Game of Thrones pilot

Image via HBO

But as a kind of prequel? Or a flashback? It’s awesome. There are so many moments replaying events that take place in the street to the point where all you look at is Robb (Richard Madden), Bran (Isaac Hempstead Wright), Which on (Alfie Allen) and Jon (Kit HaringtonSaving a pack of direwolves is incredibly emotional. Only two of these characters survive to the end of the series, and the mentality the others have when looking at the “bastard” Jon Snow really reminds you of the way Snow thought throughout the series. He might end up becoming the king of the north, but he lived most of his life and felt pretty worthless.

Other moments are downright relaxing, like watching Sansa (Sophie Turner) Kitz about the young Joffrey (Jack Gleeson) when she asks her mother when they are going to get married. Knowing about the torture Joffrey inflicts on her and the abuse Sansa endures throughout the series makes this all the more heartbreaking. And the final moment of the episode in which Jamie Lannister (Nikolaj Coster-Waldau) pushes young Bran out the window when he spots Jamie and his sister Cersei (Lena intoxicating) does the horizontal tango in the tower, rings a little differently. When I first saw the episode, I saw a monster pushing a child out of the window. But if you look back at it and know how the Cersei-Jamie dynamic plays out later, it’s clear that Cersei is the one ordering him to push Bran. “He saw us!” she exclaims, only to repeat himself when Jamie seems to ignore her – “He saw us!” what does “do something about it!” Nervous and more than a little sad.

And outside of Winterfell and King’s Landing, Danys (Emilia Clarke) The story begins traumatically. She is literally introduced as naked and scared, a peasant in her brother’s game to reclaim the Iron Throne for the Targaryens. It’s still awkward to watch, especially given Clarke’s candor over the past few years about how some of the producers have handled female nudity on the show, but it’s also fascinating to see Dany and Jon start the series at such low points . As the show progresses, Dany and Jon become the main characters, and while Dany’s endgame isn’t great last season, she and Jon Snow ultimately become hugely powerful in the world of Game of Thrones. It is a long way up, indeed.

Game of Thrones pilot Dany

Image via HBO

Of course, Benioff and Weiss had the advantage of drawing from Martin’s book series (which, like a minor update, is not finished yet), and so much of this premonition is no accident. At the time the Game of Thrones pilot aired, the fifth book was – A dance with dragons – was about to be released so the showrunners had a lot of prior knowledge of the paths these characters would ultimately take. And Martin ended up telling them his planned endgame as soon as it became clear that the series would end before he had finished his books.

But that doesn’t make the pilot’s re-observation experience any less rewarding. Even the extended prologue that introduces the White Walkers is compelling, especially in the knowledge that the mystery of their origins and motive remains murky for the seasons to come. And as with most things about Game of Thrones, we also know that this particular story point has a less than satisfactory conclusion.

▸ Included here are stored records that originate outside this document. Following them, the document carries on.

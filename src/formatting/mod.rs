//! Turning syntax trees into formatted IML source text

use std::fmt;

use crate::language::Program;
use crate::parsing::{Parse, ParsingError};

mod options;
mod printer;
mod sugar;

pub use options::{Options, Semicolons, CONFIG_FILENAME};
pub use printer::Printer;

/// The layout document the printer produces; rendering it at a width is the
/// renderer's job, not ours.
pub type Document = pretty::RcDoc<'static, ()>;

/// A failure to print a single node. These are caught at phrase granularity
/// and downgraded to verbatim substitution; only [`PrintError::EmptyPhrase`]
/// escapes, because there is no source location to fall back to.
#[derive(Debug, Clone, PartialEq, Eq)]
pub enum PrintError {
    Unsupported(&'static str),
    Malformed(String),
    EmptyPhrase,
}

impl fmt::Display for PrintError {
    fn fmt(&self, f: &mut fmt::Formatter<'_>) -> fmt::Result {
        match self {
            PrintError::Unsupported(what) => write!(f, "unsupported construct: {}", what),
            PrintError::Malformed(tag) => write!(f, "malformed node: {}", tag),
            PrintError::EmptyPhrase => write!(f, "empty phrase with no source location"),
        }
    }
}

#[derive(Debug, Clone, PartialEq, Eq)]
pub enum FormatError {
    Parse(ParsingError),
    Print(PrintError),
}

impl fmt::Display for FormatError {
    fn fmt(&self, f: &mut fmt::Formatter<'_>) -> fmt::Result {
        match self {
            FormatError::Parse(error) => write!(f, "{}", error),
            FormatError::Print(error) => write!(f, "{}", error),
        }
    }
}

impl From<ParsingError> for FormatError {
    fn from(error: ParsingError) -> FormatError {
        FormatError::Parse(error)
    }
}

impl From<PrintError> for FormatError {
    fn from(error: PrintError) -> FormatError {
        FormatError::Print(error)
    }
}

/// Lay out a parsed program as a document. The original source text is
/// consulted for preserved numeric literals, the declaration-keyword scan,
/// and verbatim recovery of unprintable phrases.
pub fn print(program: &Program, source: &str, options: &Options) -> Result<Document, PrintError> {
    Printer::new(source, *options).program(program)
}

/// Render a parsed program at the configured width, with a trailing newline.
pub fn format(program: &Program, source: &str, options: &Options) -> Result<String, PrintError> {
    let document = print(program, source, options)?;
    let mut rendered = document.pretty(options.width).to_string();
    if !rendered.ends_with('\n') {
        rendered.push('\n');
    }
    Ok(rendered)
}

/// Parse and format in one step. Parse failures are fatal; there is no
/// partial output for a file the parser rejects.
pub fn format_source(
    parser: &dyn Parse,
    source: &str,
    options: &Options,
) -> Result<String, FormatError> {
    let program = parser.parse(source)?;
    let formatted = format(&program, source, options)?;
    Ok(formatted)
}
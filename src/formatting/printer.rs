//! The layout printer, turning syntax trees into layout documents
//!
//! One method per syntactic category, each returning a [`Document`] or a
//! [`PrintError`]. Errors are caught only at phrase granularity, where the
//! phrase falls back to its verbatim source text. Expressions thread a
//! `needs_parens` flag downward; only the arms that can produce ambiguous
//! output (applications, functions, constructor applications) consult it.

use pretty::RcDoc;

use crate::formatting::options::{Options, Semicolons};
use crate::formatting::sugar;
use crate::formatting::sugar::{InfixApp, Side};
use crate::formatting::{Document, PrintError};
use crate::language::*;

fn text(s: &str) -> Document {
    RcDoc::text(s.to_string())
}

fn space() -> Document {
    text(" ")
}

fn parens(doc: Document) -> Document {
    text("(").append(doc).append(text(")"))
}

fn maybe_parens(wrap: bool, doc: Document) -> Document {
    if wrap {
        parens(doc)
    } else {
        doc
    }
}

fn join(docs: Vec<Document>, separator: Document) -> Document {
    let mut result = RcDoc::nil();
    for (i, doc) in docs.into_iter().enumerate() {
        if i > 0 {
            result = result.append(separator.clone());
        }
        result = result.append(doc);
    }
    result
}

fn blank_line() -> Document {
    RcDoc::hardline().append(RcDoc::hardline())
}

pub struct Printer<'i> {
    source: &'i str,
    options: Options,
}
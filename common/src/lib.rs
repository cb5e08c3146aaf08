//! patho-eval Common Library
//!
//! 평가 세션과 오프라인 도구가 공유하는 타입과 유틸리티

pub mod error;
pub mod stain;
pub mod types;

pub use error::{Error, Result};
pub use stain::{classify_stain, StainGroup, STAIN_KEYWORDS};
pub use types::{
    BlindManifestEntry, BlindRecord, EvaluatorIdentity, HalfLabel, PairManifestEntry, PatchClass,
    PatchRecord, Prediction, Presence, PresenceRecord, SampledItem, Score, SimilarityRecord,
};
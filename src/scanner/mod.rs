use crate::error::{PathoEvalError, Result};
use std::path::{Path, PathBuf};
use walkdir::WalkDir;

#[derive(Debug, Clone, PartialEq, Eq)]
pub struct ImageInfo {
    pub path: PathBuf,
    pub file_name: String,
}

impl ImageInfo {
    /// 세션/결과 행에 기록되는 경로 문자열
    pub fn path_string(&self) -> String {
        self.path.display().to_string()
    }
}

const IMAGE_EXTENSIONS: &[&str] = &["png", "jpg", "jpeg", "bmp", "tif", "tiff"];

/// 폴더 바로 아래의 이미지 파일을 파일명 순으로 나열
pub fn scan_image_dir(folder: &Path) -> Result<Vec<ImageInfo>> {
    if !folder.is_dir() {
        return Err(PathoEvalError::FolderNotFound(folder.display().to_string()));
    }

    let mut images = Vec::new();

    for entry in WalkDir::new(folder)
        .min_depth(1)
        .max_depth(1)  // 하위 폴더는 보지 않음
        .into_iter()
        .filter_map(|e| e.ok())
    {
        let path = entry.path();

        if !path.is_file() {
            continue;
        }

        let is_image = path
            .extension()
            .map(|ext| is_image_extension(&ext.to_string_lossy()))
            .unwrap_or(false);
        if !is_image {
            continue;
        }

        let file_name = path
            .file_name()
            .map(|n| n.to_string_lossy().to_string())
            .unwrap_or_default();

        images.push(ImageInfo {
            path: path.to_path_buf(),
            file_name,
        });
    }

    images.sort_by(|a, b| a.file_name.cmp(&b.file_name));

    Ok(images)
}

/// 허용 확장자 여부 (대소문자 무시)
pub fn is_image_extension(ext: &str) -> bool {
    let lower = ext.to_ascii_lowercase();
    IMAGE_EXTENSIONS.contains(&lower.as_str())
}
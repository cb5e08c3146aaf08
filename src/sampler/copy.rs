//! 샘플 파일 복사
//!
//! 원본이 없는 파일은 경고만 남기고 계속 진행한다.

use crate::error::Result;
use indicatif::{ProgressBar, ProgressStyle};
use patho_eval_common::SampledItem;
use std::path::{Path, PathBuf};
use tracing::warn;

#[derive(Debug, Clone, Default, PartialEq, Eq)]
pub struct CopyReport {
    pub copied: usize,
    pub missing: Vec<PathBuf>,
}

pub fn copy_sampled_files(
    items: &[SampledItem],
    src_dir: &Path,
    dst_dir: &Path,
) -> Result<CopyReport> {
    std::fs::create_dir_all(dst_dir)?;

    let pb = ProgressBar::new(items.len() as u64);
    pb.set_style(
        ProgressStyle::with_template("  {bar:40} {pos}/{len} {msg}")
            .unwrap_or_else(|_| ProgressStyle::default_bar()),
    );

    let mut report = CopyReport::default();
    for item in items {
        let src = src_dir.join(&item.patch_name);
        if src.is_file() {
            std::fs::copy(&src, dst_dir.join(&item.patch_name))?;
            report.copied += 1;
        } else {
            warn!(path = %src.display(), "sampled file is missing at source");
            report.missing.push(src);
        }
        pb.inc(1);
    }
    pb.finish_and_clear();

    Ok(report)
}
//! 염색 그룹 분류
//!
//! 패치 파일명에 포함된 키워드로 염색 프로토콜을 판별한다.
//! 키워드 표는 순서가 의미를 가진다 (첫 번째로 일치한 그룹이 채택됨).

use serde::{Deserialize, Serialize};
use std::fmt;

/// 염색 그룹
#[derive(Debug, Clone, Copy, PartialEq, Eq, PartialOrd, Ord, Hash, Serialize, Deserialize)]
pub enum StainGroup {
    #[serde(rename = "HE")]
    He,
    #[serde(rename = "PAS")]
    Pas,
    #[serde(rename = "AFOG")]
    Afog,
    #[serde(rename = "P-M")]
    PM,
    #[serde(rename = "Others")]
    Others,
}

/// (그룹, 키워드) 표. 위에서부터 검사한다.
pub const STAIN_KEYWORDS: &[(StainGroup, &[&str])] = &[
    (StainGroup::He, &["HE", "H-E"]),
    (StainGroup::Pas, &["PAS"]),
    (StainGroup::Afog, &["AFOG"]),
    (StainGroup::PM, &["P-M", "MS", "PAMS"]),
];

impl StainGroup {
    /// 버킷 순회 순서
    pub const ALL: [StainGroup; 5] = [
        StainGroup::He,
        StainGroup::Pas,
        StainGroup::Afog,
        StainGroup::PM,
        StainGroup::Others,
    ];

    pub fn as_str(&self) -> &'static str {
        match self {
            StainGroup::He => "HE",
            StainGroup::Pas => "PAS",
            StainGroup::Afog => "AFOG",
            StainGroup::PM => "P-M",
            StainGroup::Others => "Others",
        }
    }
}

impl fmt::Display for StainGroup {
    fn fmt(&self, f: &mut fmt::Formatter<'_>) -> fmt::Result {
        f.write_str(self.as_str())
    }
}

/// 파일명으로 염색 그룹을 판별 (대소문자 무시, 첫 일치 우선, 없으면 Others)
pub fn classify_stain(patch_name: &str) -> StainGroup {
    let upper = patch_name.to_uppercase();
    STAIN_KEYWORDS
        .iter()
        .find(|(_, keywords)| {
            keywords
                .iter()
                .any(|kw| upper.contains(&kw.to_uppercase()))
        })
        .map(|(group, _)| *group)
        .unwrap_or(StainGroup::Others)
}
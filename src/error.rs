use crate::session::SessionError;
use thiserror::Error;

#[derive(Error, Debug)]
pub enum PathoEvalError {
    #[error("설정 에러: {0}")]
    Config(String),

    #[error("파일을 찾을 수 없습니다: {0}")]
    FileNotFound(String),

    #[error("폴더를 찾을 수 없습니다: {0}")]
    FolderNotFound(String),

    #[error("매니페스트를 읽을 수 없습니다: {path} ({reason})")]
    ManifestLoad { path: String, reason: String },

    #[error("이미지 처리 에러: {0}")]
    ImageProcess(String),

    #[error("스프레드시트 동기화 에러: {0}")]
    Sync(String),

    #[error("입력 에러: {0}")]
    Prompt(String),

    #[error("CSV 에러: {0}")]
    Csv(#[from] csv::Error),

    #[error("JSON 파싱 에러: {0}")]
    JsonParse(#[from] serde_json::Error),

    #[error("IO 에러: {0}")]
    Io(#[from] std::io::Error),

    #[error(transparent)]
    Session(#[from] SessionError),

    #[error(transparent)]
    Common(#[from] patho_eval_common::Error),
}

pub type Result<T> = std::result::Result<T, PathoEvalError>;
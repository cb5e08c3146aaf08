//! 합성 이미지 분할 + 매니페스트 갱신
//!
//! 좌우로 붙은 이미지(왼쪽=실제, 오른쪽=가상)를 반으로 잘라 저장하고
//! 실험 1/2 매니페스트에 행을 추가한다. 이미 등록된 쌍은 건너뛰므로
//! 몇 번이고 다시 실행해도 된다.

use crate::error::{PathoEvalError, Result};
use crate::manifest;
use crate::scanner;
use image::DynamicImage;
use patho_eval_common::{BlindManifestEntry, HalfLabel, PairManifestEntry};
use std::path::{Path, PathBuf};
use tracing::{debug, warn};

/// 분할 실행 결과
#[derive(Debug, Clone, Default, PartialEq, Eq)]
pub struct SplitReport {
    pub added: usize,
    pub skipped: usize,
    pub failed: Vec<String>,
}

/// 입력 파일명 → (왼쪽, 오른쪽) 저장 경로
pub fn half_paths(split_dir: &Path, file_name: &str) -> (PathBuf, PathBuf) {
    let stem = Path::new(file_name)
        .file_stem()
        .map(|s| s.to_string_lossy().to_string())
        .unwrap_or_else(|| file_name.to_string());
    (
        split_dir.join(format!("{}_left.png", stem)),
        split_dir.join(format!("{}_right.png", stem)),
    )
}

/// 가로 기준으로 반을 자른다. 폭이 홀수면 오른쪽이 1px 넓다.
pub fn split_halves(img: &DynamicImage) -> (DynamicImage, DynamicImage) {
    let (w, h) = (img.width(), img.height());
    let mid = w / 2;
    (img.crop_imm(0, 0, mid, h), img.crop_imm(mid, 0, w - mid, h))
}

fn split_one(source: &Path, left: &Path, right: &Path) -> Result<()> {
    let img = image::open(source)
        .map_err(|e| PathoEvalError::ImageProcess(format!("{}: {}", source.display(), e)))?;
    let (left_img, right_img) = split_halves(&img);
    left_img
        .save(left)
        .map_err(|e| PathoEvalError::ImageProcess(format!("{}: {}", left.display(), e)))?;
    right_img
        .save(right)
        .map_err(|e| PathoEvalError::ImageProcess(format!("{}: {}", right.display(), e)))?;
    Ok(())
}

/// new_image_dir 의 이미지를 분할하고 두 매니페스트를 갱신
pub fn split_and_update(
    new_image_dir: &Path,
    split_dir: &Path,
    pair_csv: &Path,
    blind_csv: &Path,
) -> Result<SplitReport> {
    std::fs::create_dir_all(split_dir)?;

    let mut pairs = manifest::load_pairs_or_empty(pair_csv)?;
    let mut blind = manifest::load_blind_or_empty(blind_csv)?;
    let images = scanner::scan_image_dir(new_image_dir)?;

    let mut report = SplitReport::default();

    for image in &images {
        let (left, right) = half_paths(split_dir, &image.file_name);
        let real_path = left.display().to_string();
        let virtual_path = right.display().to_string();

        let exists = pairs
            .iter()
            .any(|p| p.real_path == real_path && p.virtual_path == virtual_path);
        if exists {
            debug!(file = %image.file_name, "already split, skipping");
            report.skipped += 1;
            continue;
        }

        if let Err(e) = split_one(&image.path, &left, &right) {
            warn!(file = %image.file_name, error = %e, "failed to split image");
            report.failed.push(image.file_name.clone());
            continue;
        }

        pairs.push(PairManifestEntry {
            real_path: real_path.clone(),
            virtual_path: virtual_path.clone(),
        });
        blind.push(BlindManifestEntry { image_path: real_path, label: HalfLabel::Real });
        blind.push(BlindManifestEntry { image_path: virtual_path, label: HalfLabel::Fake });
        report.added += 1;
    }

    manifest::write_pairs(pair_csv, &pairs)?;
    manifest::write_blind(blind_csv, &blind)?;

    Ok(report)
}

But the beginning! Oh the beginning, how naive and trusting we were. Pilots are difficult to find right, and most of the time it takes a few episodes for the writers, producers, and actors to really figure out what their show is. I still claim that if you don’t know anything about Game of Thrones, “Winter is Coming” is a pretty overwhelming proposition. But since we have now reached the 10th anniversary of its first airing, I recommend if you have kept watching the series and haven’t gone back to watch the first episode in a while. Be warned, however: you may just get sucked into a completely new production watch – and you will know how that ends.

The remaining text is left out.